Dengan sisa uang Rp 20 juta, ia membangun konveksi, selain meneruskan Prostreet secara perlahan.
Untuk Prostreet, dia memulainya dengan membuat 1-2 lusin kaus yang dipasarkan kepada teman-temannya.
Karena keterbatasan dana, ia melakukannya seorang diri.
Mulai dari desain, marketing, hingga mengantarkannya ke pihak ekspedisi.
Setiap hari, ia pulang ke rumah jam 2 dini hari dan jam 8 pagi sudah pergi berusaha lagi.
"Dulu istri (menegur) sampai bilang anak kamu lama-lama manggil om.''
''Empat tahun saya babak belur mulai terlihat maju pada 2017," ucap dia mengenang masa lalu.
Sejak awal, karena keterbatasan dana, pemasaran dilakukan online dengan memanfaatkan media sosial seperti Instagram.
Perlahan perusahaannya bangkit. Pesanan makin berlimpah.
Dari awalnya kaus, ia mulai bermain di hoodie, jaket, dan berbagai aksesoris motor lainnya.
Pegawai pun bertambah satu per satu.
Hanya satu yang masih dipegangnya sampai sekarang yakni desain.

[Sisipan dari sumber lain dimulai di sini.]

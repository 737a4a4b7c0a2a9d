use serde::{Deserialize, Serialize};

/// Portal role carried by a session identity.
#[derive(Debug, Clone, Copy, PartialEq, Eq, Serialize, Deserialize)]
#[serde(rename_all = "snake_case")]
pub enum Role {
    Patient,
    Doctor,
    Manager,
}

impl Role {
    pub fn as_str(self) -> &'static str {
        match self {
            Role::Patient => "patient",
            Role::Doctor => "doctor",
            Role::Manager => "manager",
        }
    }

    pub fn from_str(s: &str) -> Option<Self> {
        match s {
            "patient" => Some(Role::Patient),
            "doctor" => Some(Role::Doctor),
            "manager" => Some(Role::Manager),
            _ => None,
        }
    }
}

/// Identity established by a successful login.
///
/// Lives only in the session store for the session lifetime; never
/// written to the persistence layer.
#[derive(Debug, Clone, PartialEq, Eq, Serialize, Deserialize)]
pub struct Identity {
    pub role: Role,
    pub name: String,
}

#[cfg(test)]
mod tests {
    use super::*;

    #[test]
    fn role_round_trip() {
        assert_eq!(Role::from_str("patient"), Some(Role::Patient));
        assert_eq!(Role::from_str("doctor"), Some(Role::Doctor));
        assert_eq!(Role::from_str("manager"), Some(Role::Manager));
        assert_eq!(Role::from_str("admin"), None);
        assert_eq!(Role::Patient.as_str(), "patient");
        assert_eq!(Role::Doctor.as_str(), "doctor");
        assert_eq!(Role::Manager.as_str(), "manager");
    }

    #[test]
    fn role_serializes_snake_case() {
        let json = serde_json::to_string(&Role::Doctor).unwrap();
        assert_eq!(json, "\"doctor\"");
    }
}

Ketika pandemi melanda, bisnisnya justru semakin melejit. Sebab, dia sudah lebih dulu menjalani digital marketing alias pemasaran online.
Setiap produk yang diluncurkan habis dalam hitungan menit. Bukan hanya dari dalam negeri namun juga luar negeri.
Sayang, karena keterbatasan barang, ia tidak terlalu menggubris permintaan luar negeri. Sebab ia khawatir mengecewakan bila dilayani tidak maksimal.